Meanwhile, at The Principality . . .
You gotta love the Friday paper. There are articles on everything, from the headline Developer submits plan for age-restricted housing in township, (for 140 apartment units, at $300,000-375,000 each) which is to take place in a site with "steep slopes, woodlands of 1,700 trees" and transco gas pipelines, to University unveils new master plan for the Dinky rail corridor so the new buildings are within a 10-minute walk from the Frist Campus Center (heavens forbid students might have to take a shuttle to class!). We learn that the 7th person to hold the school Superintendent job since the early 1990s accepts Massachusetts position (and takes a $29,000 pay cut), and that Tempers flare up at joint budget session over library parking, and you haven't even opened the paper yet. It's all on the first page.

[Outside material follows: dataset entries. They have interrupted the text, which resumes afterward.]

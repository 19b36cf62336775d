use std::io::Read;

use log::{debug, warn};
use thiserror::Error;

use crate::{
    instruction::Instruction,
    random::{RandomSource, WyRandSource},
};

// memory size
pub const MEM_SIZE: usize = 4096;

// display size, in pixels
pub const DISPLAY_WIDTH: usize = 64;
pub const DISPLAY_HEIGHT: usize = 32;

// number of keys on the keypad
pub const KEY_COUNT: usize = 16;

// depth of the subroutine stack
const STACK_SIZE: usize = 16;

// start of the font data
const FONT_START: usize = 0x050;

// built-in font
const FONT_DATA: [u8; 80] = [
    0xF0, 0x90, 0x90, 0x90, 0xF0, // 0
    0x20, 0x60, 0x20, 0x20, 0x70, // 1
    0xF0, 0x10, 0xF0, 0x80, 0xF0, // 2
    0xF0, 0x10, 0xF0, 0x10, 0xF0, // 3
    0x90, 0x90, 0xF0, 0x10, 0x10, // 4
    0xF0, 0x80, 0xF0, 0x10, 0xF0, // 5
    0xF0, 0x80, 0xF0, 0x90, 0xF0, // 6
    0xF0, 0x10, 0x20, 0x40, 0x40, // 7
    0xF0, 0x90, 0xF0, 0x90, 0xF0, // 8
    0xF0, 0x90, 0xF0, 0x10, 0xF0, // 9
    0xF0, 0x90, 0xF0, 0x90, 0x90, // A
    0xE0, 0x90, 0xE0, 0x90, 0xE0, // B
    0xF0, 0x80, 0x80, 0x80, 0xF0, // C
    0xE0, 0x90, 0x90, 0x90, 0xE0, // D
    0xF0, 0x80, 0xF0, 0x80, 0xF0, // E
    0xF0, 0x80, 0xF0, 0x80, 0x80, // F
];

// bytes per font glyph
const GLYPH_SIZE: u16 = 5;

// start of the area for user programs
pub const ADDR_START: usize = 0x200;

// rom size
pub const MAX_ROM_SIZE: usize = MEM_SIZE - ADDR_START;

pub type Framebuffer = [[bool; DISPLAY_WIDTH]; DISPLAY_HEIGHT];

#[derive(Error, Debug)]
pub enum Error {
    #[error("error reading program: {0}")]
    ProgramRead(#[from] std::io::Error),
    #[error("program is too large: {size} bytes (max {max})")]
    ProgramTooLarge { size: usize, max: usize },
}

#[allow(non_snake_case)]
pub struct Emulator {
    // program counter
    pub PC: u16,

    // full memory
    pub memory: [u8; MEM_SIZE],

    // data registers: V0 - VF
    pub V: [u8; 16],

    // address register
    pub I: u16,

    // subroutine stack and its pointer
    pub stack: [u16; STACK_SIZE],
    pub SP: u8,

    // delay timer
    pub DT: u8,

    // sound timer
    pub ST: u8,

    // display pixels, indexed as [y][x]
    display: Framebuffer,

    // set when the display changes, cleared by whoever draws it
    redraw: bool,

    // which keys are pressed
    keys: [bool; KEY_COUNT],

    // random number generator
    rng: Box<dyn RandomSource>,
}

impl Default for Emulator {
    fn default() -> Self {
        Self::new()
    }
}

impl Emulator {
    /// A blank machine: font loaded, PC at the start of the program area.
    pub fn new() -> Self {
        let mut emu = Emulator {
            PC: ADDR_START as u16,
            memory: [0u8; MEM_SIZE],
            V: [0u8; 16],
            I: 0,
            stack: [0u16; STACK_SIZE],
            SP: 0,
            DT: 0,
            ST: 0,
            display: [[false; DISPLAY_WIDTH]; DISPLAY_HEIGHT],
            redraw: false,
            keys: [false; KEY_COUNT],
            rng: Box::new(WyRandSource::new()),
        };

        let font_area = &mut emu.memory[FONT_START..FONT_START + FONT_DATA.len()];
        font_area.copy_from_slice(&FONT_DATA[..]);

        emu
    }

    /// Build a machine and load a whole chip-8 rom from `rom`.
    pub fn load_rom<T>(mut rom: T) -> Result<Self, Error>
    where
        T: Read,
    {
        // read one byte past the limit, so oversized roms can be detected
        let mut program = Vec::with_capacity(MAX_ROM_SIZE);
        rom.by_ref()
            .take((MAX_ROM_SIZE + 1) as u64)
            .read_to_end(&mut program)?;

        if program.len() > MAX_ROM_SIZE {
            // skip the rest, only to report the real size
            let rest = std::io::copy(&mut rom, &mut std::io::sink())?;
            return Err(Error::ProgramTooLarge {
                size: program.len() + rest as usize,
                max: MAX_ROM_SIZE,
            });
        }

        let mut emu = Emulator::new();
        emu.load_program(&program)?;
        Ok(emu)
    }

    /// Copy `program` into memory at the start of the program area.
    /// Nothing is written if it does not fit.
    pub fn load_program(&mut self, program: &[u8]) -> Result<(), Error> {
        if program.len() > MAX_ROM_SIZE {
            return Err(Error::ProgramTooLarge {
                size: program.len(),
                max: MAX_ROM_SIZE,
            });
        }

        let program_area = &mut self.memory[ADDR_START..ADDR_START + program.len()];
        program_area.copy_from_slice(program);
        Ok(())
    }

    pub fn set_rng(&mut self, rng: Box<dyn RandomSource>) {
        self.rng = rng;
    }

    pub fn set_key(&mut self, key: usize, state: bool) {
        self.keys[key & 0xF] = state;
    }

    #[cfg(test)]
    pub fn key(&self, key: usize) -> bool {
        self.keys[key & 0xF]
    }

    pub fn get_pixel(&self, x: usize, y: usize) -> bool {
        self.display[y % DISPLAY_HEIGHT][x % DISPLAY_WIDTH]
    }

    pub fn display(&self) -> &Framebuffer {
        &self.display
    }

    /// Whether the display changed since the last `take_redraw`.
    #[cfg(test)]
    pub fn needs_redraw(&self) -> bool {
        self.redraw
    }

    /// Consume the redraw signal.
    pub fn take_redraw(&mut self) -> bool {
        std::mem::replace(&mut self.redraw, false)
    }

    /// Decrease both timers by one, stopping at zero.
    /// Should be called at 60Hz.
    pub fn decrease_timers(&mut self) {
        self.DT = self.DT.saturating_sub(1);
        self.ST = self.ST.saturating_sub(1);
    }

    fn get_pressed_key(&self) -> Option<u8> {
        self.keys.iter().position(|state| *state).map(|k| k as u8)
    }

    #[inline(always)]
    fn read_mem(&self, addr: usize) -> u8 {
        self.memory[addr % MEM_SIZE]
    }

    #[inline(always)]
    fn write_mem(&mut self, addr: usize, value: u8) {
        self.memory[addr % MEM_SIZE] = value;
    }

    /// Execute a single chip-8 CPU instruction.
    pub fn execute(&mut self) {
        // read a command
        let pc = self.PC as usize;
        let opcode = u16::from_be_bytes([self.read_mem(pc), self.read_mem(pc + 1)]);
        self.PC = self.PC.wrapping_add(2);

        self.apply(Instruction::decode(opcode));
    }

    fn skip_if(&mut self, condition: bool) {
        if condition {
            self.PC = self.PC.wrapping_add(2);
        }
    }

    fn apply(&mut self, instruction: Instruction) {
        use Instruction::*;

        match instruction {
            Cls => {
                self.display = [[false; DISPLAY_WIDTH]; DISPLAY_HEIGHT];
                self.redraw = true;
            }
            Ret => {
                if self.SP == 0 {
                    warn!("stack empty at {:#05X}, wrapping around", self.PC.wrapping_sub(2));
                }
                self.SP = ((self.SP as usize + STACK_SIZE - 1) % STACK_SIZE) as u8;
                self.PC = self.stack[self.SP as usize];
            }
            Jump(addr) => self.PC = addr,
            Call(addr) => {
                self.stack[self.SP as usize] = self.PC;
                if self.SP as usize == STACK_SIZE - 1 {
                    warn!("stack full at {:#05X}, wrapping around", self.PC.wrapping_sub(2));
                }
                self.SP = (self.SP + 1) % STACK_SIZE as u8;
                self.PC = addr;
            }
            SkipEqByte(x, kk) => self.skip_if(self.V[x] == kk),
            SkipNeqByte(x, kk) => self.skip_if(self.V[x] != kk),
            SkipEqReg(x, y) => self.skip_if(self.V[x] == self.V[y]),
            SkipNeqReg(x, y) => self.skip_if(self.V[x] != self.V[y]),
            LoadByte(x, kk) => self.V[x] = kk,
            AddByte(x, kk) => self.V[x] = self.V[x].wrapping_add(kk),
            LoadReg(x, y) => self.V[x] = self.V[y],
            Or(x, y) => self.V[x] |= self.V[y],
            And(x, y) => self.V[x] &= self.V[y],
            Xor(x, y) => self.V[x] ^= self.V[y],
            // both flag and result come from the values before the operation;
            // the result is written last, so it wins when X is F
            AddReg(x, y) => {
                let (result, carry) = self.V[x].overflowing_add(self.V[y]);
                self.V[0xF] = carry as u8;
                self.V[x] = result;
            }
            SubReg(x, y) => {
                let (vx, vy) = (self.V[x], self.V[y]);
                self.V[0xF] = (vx > vy) as u8;
                self.V[x] = vx.wrapping_sub(vy);
            }
            SubNeg(x, y) => {
                let (vx, vy) = (self.V[x], self.V[y]);
                self.V[0xF] = (vy > vx) as u8;
                self.V[x] = vy.wrapping_sub(vx);
            }
            ShiftRight(x) => {
                let vx = self.V[x];
                self.V[0xF] = vx & 1;
                self.V[x] = vx >> 1;
            }
            ShiftLeft(x) => {
                let vx = self.V[x];
                self.V[0xF] = vx >> 7;
                self.V[x] = vx << 1;
            }
            LoadIndex(addr) => self.I = addr,
            JumpOffset(addr) => self.PC = addr + self.V[0x0] as u16,
            Random(x, kk) => self.V[x] = self.rng.next_byte() & kk,
            Draw(x, y, n) => self.draw_sprite(self.V[x] as usize, self.V[y] as usize, n),
            SkipKeyPressed(x) => self.skip_if(self.keys[(self.V[x] & 0xF) as usize]),
            SkipKeyNotPressed(x) => self.skip_if(!self.keys[(self.V[x] & 0xF) as usize]),
            LoadDelay(x) => self.V[x] = self.DT,
            WaitKey(x) => match self.get_pressed_key() {
                Some(key) => self.V[x] = key,
                // fetch this same instruction again on the next cycle
                None => self.PC = self.PC.wrapping_sub(2),
            },
            SetDelay(x) => self.DT = self.V[x],
            SetSound(x) => self.ST = self.V[x],
            // VX is read again after the flag write, so FF1E adds the new VF
            AddIndex(x) => {
                self.V[0xF] = (self.I as u32 + self.V[x] as u32 > 0xFFF) as u8;
                self.I = self.I.wrapping_add(self.V[x] as u16);
            }
            LoadGlyph(x) => self.I = FONT_START as u16 + self.V[x] as u16 * GLYPH_SIZE,
            StoreBcd(x) => {
                let i = self.I as usize;
                let value = self.V[x];
                self.write_mem(i, value / 100);
                self.write_mem(i + 1, value / 10 % 10);
                self.write_mem(i + 2, value % 10);
            }
            StoreRegs(x) => {
                let i = self.I as usize;
                for offset in 0..=x {
                    self.write_mem(i + offset, self.V[offset]);
                }
                self.I = self.I.wrapping_add(x as u16 + 1);
            }
            LoadRegs(x) => {
                let i = self.I as usize;
                for offset in 0..=x {
                    self.V[offset] = self.read_mem(i + offset);
                }
                self.I = self.I.wrapping_add(x as u16 + 1);
            }
            Unknown(opcode) => {
                debug!(
                    "ignoring unknown instruction at {:#05X}: {:04X}",
                    self.PC.wrapping_sub(2),
                    opcode
                );
            }
        }
    }

    /// XOR `rows` bytes of sprite data at I onto the display, starting on
    /// (x, y). VF is set if any pixel was turned off.
    fn draw_sprite(&mut self, x: usize, y: usize, rows: u8) {
        self.V[0xF] = 0;

        for row in 0..rows as usize {
            let sprite = self.read_mem(self.I as usize + row);
            let py = (y + row) % DISPLAY_HEIGHT;

            for col in 0..8 {
                if sprite & (0x80 >> col) == 0 {
                    continue;
                }

                let px = (x + col) % DISPLAY_WIDTH;
                let pixel = &mut self.display[py][px];
                if *pixel {
                    self.V[0xF] = 1;
                }
                *pixel = !*pixel;
            }
        }

        self.redraw = true;
    }
}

I wrote about the flaring tempers last Wednesday (see Centerpiece Theater), but there's one interesting point in the Friday article I didn't mention. The 29% Borough/71% Township budget split is "derived from a formula for joint services that determines fair share based on total property-tax rateables in the two towns, of which 69 percent is in the township". The Borough's two square miles, of which the University occupies one half of the land. The Borough's aggressively developing more buildings that don't pay taxes, and clearly there's every incentive for them to continue since The Township is subsidizing it.

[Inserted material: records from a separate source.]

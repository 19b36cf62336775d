use std::{
    io::{self, Stdout, Write},
    time::{Duration, Instant},
};

use anyhow::Context;
use crossterm::{
    cursor::{Hide, MoveTo, Show},
    event::{self, Event, KeyCode, KeyEvent, KeyEventKind, KeyModifiers},
    execute, queue,
    style::Print,
    terminal::{self, Clear, ClearType, EnterAlternateScreen, LeaveAlternateScreen},
};

use super::Frontend;
use crate::{
    emulator::{Framebuffer, DISPLAY_WIDTH, KEY_COUNT},
    keymap::{Action, HostKey, Keymap},
};

// terminals only report presses, so a key counts as held for this long
// after its last press (or auto-repeat)
const KEY_HOLD: Duration = Duration::from_millis(150);

/// Tracks which keypad keys are held, from press events alone.
struct KeyHold {
    pressed_at: [Option<Instant>; KEY_COUNT],
    hold: Duration,
}

impl KeyHold {
    fn new(hold: Duration) -> Self {
        KeyHold {
            pressed_at: [None; KEY_COUNT],
            hold,
        }
    }

    /// Record a press; returns true if the key was not already held.
    fn press(&mut self, key: usize, now: Instant) -> bool {
        self.pressed_at[key].replace(now).is_none()
    }

    /// Release every key not pressed again within the hold time.
    fn release_expired(&mut self, now: Instant, actions: &mut Vec<Action>) {
        for (key, pressed_at) in self.pressed_at.iter_mut().enumerate() {
            if let Some(at) = *pressed_at {
                if now.duration_since(at) >= self.hold {
                    *pressed_at = None;
                    actions.push(Action::EmulateKeyState(key, false));
                }
            }
        }
    }
}

/// Strip a crossterm key event down to what the keymap understands.
fn host_key(key: &KeyEvent) -> Option<HostKey> {
    match key.code {
        KeyCode::Esc => Some(HostKey::Escape),
        // raw mode reports Ctrl-<letter> as the letter plus a modifier;
        // turn it back into the control character
        KeyCode::Char(c) if key.modifiers.contains(KeyModifiers::CONTROL) => {
            let c = c.to_ascii_lowercase();
            if c.is_ascii_lowercase() {
                char::from_u32(c as u32 - 'a' as u32 + 1).map(HostKey::Char)
            } else {
                None
            }
        }
        KeyCode::Char(c) => Some(HostKey::Char(c)),
        _ => None,
    }
}

/// Two display rows per text line, using half block glyphs.
fn render_lines(display: &Framebuffer) -> Vec<String> {
    display
        .chunks(2)
        .map(|rows| {
            (0..DISPLAY_WIDTH)
                .map(|x| match (rows[0][x], rows.get(1).map_or(false, |r| r[x])) {
                    (true, true) => '█',
                    (true, false) => '▀',
                    (false, true) => '▄',
                    (false, false) => ' ',
                })
                .collect()
        })
        .collect()
}

/// Draws on the terminal, in raw mode on the alternate screen.
/// The terminal is restored when this is dropped.
pub struct TerminalFrontend {
    stdout: Stdout,
    keymap: Keymap,
    keys: KeyHold,
}

impl TerminalFrontend {
    pub fn new() -> Result<Self, anyhow::Error> {
        let mut frontend = TerminalFrontend {
            stdout: io::stdout(),
            keymap: Keymap::Chip8,
            keys: KeyHold::new(KEY_HOLD),
        };

        // if this fails, dropping `frontend` puts the terminal back
        terminal::enable_raw_mode().context("failed to enable raw mode")?;
        execute!(
            frontend.stdout,
            EnterAlternateScreen,
            Hide,
            Clear(ClearType::All)
        )
        .context("failed to set up the terminal")?;

        Ok(frontend)
    }
}

impl Drop for TerminalFrontend {
    fn drop(&mut self) {
        let _ = execute!(self.stdout, Show, LeaveAlternateScreen);
        let _ = terminal::disable_raw_mode();
    }
}

impl Frontend for TerminalFrontend {
    fn poll(&mut self) -> Result<Vec<Action>, anyhow::Error> {
        let now = Instant::now();
        let mut actions = Vec::new();

        while event::poll(Duration::ZERO).context("error polling terminal events")? {
            let event = event::read().context("error reading terminal event")?;
            let key = match event {
                Event::Key(key) if key.kind != KeyEventKind::Release => key,
                _ => continue,
            };

            match host_key(&key).and_then(|k| self.keymap.translate_action(k, true)) {
                Some(Action::EmulateKeyState(index, _)) => {
                    if self.keys.press(index, now) {
                        actions.push(Action::EmulateKeyState(index, true));
                    }
                }
                Some(action) => actions.push(action),
                None => {}
            }
        }

        self.keys.release_expired(now, &mut actions);
        Ok(actions)
    }

    fn render(&mut self, display: &Framebuffer) -> Result<(), anyhow::Error> {
        for (row, line) in render_lines(display).iter().enumerate() {
            queue!(self.stdout, MoveTo(0, row as u16), Print(line))
                .context("error drawing to terminal")?;
        }
        self.stdout.flush().context("error drawing to terminal")?;
        Ok(())
    }
}

#[cfg(test)]
mod tests {
    use super::*;
    use crate::emulator::DISPLAY_HEIGHT;
    use crate::keymap::QUIT_CHAR;

    #[test]
    fn test_host_key_plain_chars() {
        let key = KeyEvent::new(KeyCode::Char('w'), KeyModifiers::NONE);
        assert_eq!(host_key(&key), Some(HostKey::Char('w')));

        let key = KeyEvent::new(KeyCode::Esc, KeyModifiers::NONE);
        assert_eq!(host_key(&key), Some(HostKey::Escape));

        let key = KeyEvent::new(KeyCode::Enter, KeyModifiers::NONE);
        assert_eq!(host_key(&key), None);
    }

    #[test]
    fn test_host_key_ctrl_q_quits() {
        let key = KeyEvent::new(KeyCode::Char('q'), KeyModifiers::CONTROL);
        assert_eq!(host_key(&key), Some(HostKey::Char(QUIT_CHAR)));
        assert_eq!(
            Keymap::Chip8.translate_action(HostKey::Char(QUIT_CHAR), true),
            Some(Action::Quit)
        );

        // other control chords do not reach the keypad
        let key = KeyEvent::new(KeyCode::Char('w'), KeyModifiers::CONTROL);
        let host = host_key(&key).unwrap();
        assert_eq!(Keymap::Chip8.translate_action(host, true), None);
    }

    #[test]
    fn test_key_hold_releases_after_timeout() {
        let start = Instant::now();
        let mut keys = KeyHold::new(Duration::from_millis(100));
        let mut actions = Vec::new();

        assert!(keys.press(0x5, start));
        assert!(!keys.press(0x5, start + Duration::from_millis(50)));

        keys.release_expired(start + Duration::from_millis(120), &mut actions);
        assert!(actions.is_empty());

        keys.release_expired(start + Duration::from_millis(150), &mut actions);
        assert_eq!(actions, vec![Action::EmulateKeyState(0x5, false)]);

        // released keys are reported as new presses
        assert!(keys.press(0x5, start + Duration::from_millis(200)));
    }

    #[test]
    fn test_render_lines() {
        let mut display = [[false; DISPLAY_WIDTH]; DISPLAY_HEIGHT];
        display[0][0] = true;
        display[1][0] = true;
        display[0][1] = true;
        display[1][2] = true;
        display[31][63] = true;

        let lines = render_lines(&display);
        assert_eq!(lines.len(), DISPLAY_HEIGHT / 2);
        assert!(lines.iter().all(|l| l.chars().count() == DISPLAY_WIDTH));
        assert!(lines[0].starts_with("█▀▄ "));
        assert!(lines[15].ends_with(" ▄"));
        assert!(lines[1].chars().all(|c| c == ' '));
    }
}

On page 3, 3 teaching positions axed as school board adopts budget, because school enrollment's expected to drop due to the "expansion of" The Principality "Charter School and an economy that is keeping people from moving into" The Principality. One hopes the buyers for the proposed age-restricted housing aren't affected by that same economy.
Rick, the clueless-but-hopefully-well-meaning editor of the newspaper titled his editorial Hate taxes? Wait till we pay off bonds, saying "Like homeowners who keep building up the unpaid balance on their credit cards -- all the while assuring themselves that a better paying job, a long-awaited inheritance or a winning lottery ticket is just around the corner -- the federal and state governments just keep issuing bonds and building up debt, confident that the economy will soon turn around, revenues will start pouring in and everything will be rosy. Eventually someone will have to pay for the burgeoning debt -- both economically and politically -- but that appears to be of little concern to today's office holder". Well, I got news for you, Rick. You have the same situation right here in the redundant local goverments, and for as long as you've been editor you've supported every single astronomical bond issue and high-priced public building.

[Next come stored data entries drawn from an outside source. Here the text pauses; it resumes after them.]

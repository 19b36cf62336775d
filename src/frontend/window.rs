use anyhow::Context;
use sdl2::{
    event::Event,
    keyboard::{Keycode, Mod},
    pixels::Color,
    rect::Rect,
    render::Canvas,
    video::Window,
    EventPump,
};
use thiserror::Error;

use super::Frontend;
use crate::{
    emulator::{Framebuffer, DISPLAY_HEIGHT, DISPLAY_WIDTH},
    keymap::{Action, HostKey, Keymap, QUIT_CHAR},
};

#[derive(Error, Debug)]
enum FrontendError {
    #[error("SDL error: {0}")]
    Sdl(String),
}

impl From<String> for FrontendError {
    fn from(s: String) -> Self {
        FrontendError::Sdl(s)
    }
}

fn host_key(keycode: Keycode, keymod: Mod) -> Option<HostKey> {
    if keycode == Keycode::Escape {
        return Some(HostKey::Escape);
    }
    if keycode == Keycode::Q && keymod.intersects(Mod::LCTRLMOD | Mod::RCTRLMOD) {
        return Some(HostKey::Char(QUIT_CHAR));
    }

    // single character key names ("Q", "1", ...) map straight to the keymap
    let name = keycode.name();
    let mut chars = name.chars();
    match (chars.next(), chars.next()) {
        (Some(c), None) => Some(HostKey::Char(c)),
        _ => None,
    }
}

/// Draws on an SDL window, each display pixel as a `scale` sized square.
pub struct WindowFrontend {
    canvas: Canvas<Window>,
    event_pump: EventPump,
    keymap: Keymap,
    scale: u32,
}

impl WindowFrontend {
    pub fn new(scale: u32) -> Result<Self, anyhow::Error> {
        // initialize SDL context and subsystems
        let sdl_context = sdl2::init()
            .map_err(FrontendError::from)
            .context("failed to initialize SDL context")?;
        let sdl_video = sdl_context
            .video()
            .map_err(FrontendError::from)
            .context("failed to initialize video subsystem")?;

        // build the window
        let window = sdl_video
            .window(
                "RC8",
                DISPLAY_WIDTH as u32 * scale,
                DISPLAY_HEIGHT as u32 * scale,
            )
            .position_centered()
            .build()
            .context("error creating window")?;

        // get the drawing canvas
        let canvas = window
            .into_canvas()
            .build()
            .context("error creating window canvas")?;

        // get the event pump
        let event_pump = sdl_context
            .event_pump()
            .map_err(FrontendError::from)
            .context("error obtaining the event pump")?;

        Ok(WindowFrontend {
            canvas,
            event_pump,
            keymap: Keymap::Chip8,
            scale,
        })
    }
}

impl Frontend for WindowFrontend {
    fn poll(&mut self) -> Result<Vec<Action>, anyhow::Error> {
        let mut actions = Vec::new();

        for event in self.event_pump.poll_iter() {
            let action = match event {
                Event::Quit { .. } => Some(Action::Quit),
                Event::KeyDown {
                    keycode: Some(keycode),
                    keymod,
                    repeat: false,
                    ..
                } => host_key(keycode, keymod)
                    .and_then(|key| self.keymap.translate_action(key, true)),
                Event::KeyUp {
                    keycode: Some(keycode),
                    keymod,
                    ..
                } => host_key(keycode, keymod)
                    .and_then(|key| self.keymap.translate_action(key, false)),
                _ => None,
            };
            actions.extend(action);
        }

        Ok(actions)
    }

    fn render(&mut self, display: &Framebuffer) -> Result<(), anyhow::Error> {
        self.canvas.set_draw_color(Color::RGB(0x00, 0x00, 0x00));
        self.canvas.clear();

        self.canvas.set_draw_color(Color::RGB(0xFF, 0xFF, 0xFF));
        for (y, row) in display.iter().enumerate() {
            for (x, pixel) in row.iter().enumerate() {
                if *pixel {
                    let rect = Rect::new(
                        x as i32 * self.scale as i32,
                        y as i32 * self.scale as i32,
                        self.scale,
                        self.scale,
                    );
                    self.canvas
                        .fill_rect(rect)
                        .map_err(FrontendError::from)
                        .context("error drawing to canvas")?;
                }
            }
        }
        self.canvas.present();
        Ok(())
    }
}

Right in the middle of the Borough's downtown, the Arts Council building (not a rateable) expansion is a given. They even have the drawing of the expanded building (with an ugly high-diving platform thing over the entrance) as the site map, instead of a photo of the existing building. It simply doesn't matter that the residents of that neighborhood -- who are already overburdened with the Council's parking -- are asking,
The Arts Council, [the Principality] High School, [Principality] Medical Center. The common thread is an actively growing community facility located in a residential neighborhood. Why are we always giving away additional public benefits to a tax-exempt regional institution, while causing permanent detrimental effects to the many taxpaying residential neighborhoods? Who compensates the homeowner for the loss in value of their properties?
Who indeed?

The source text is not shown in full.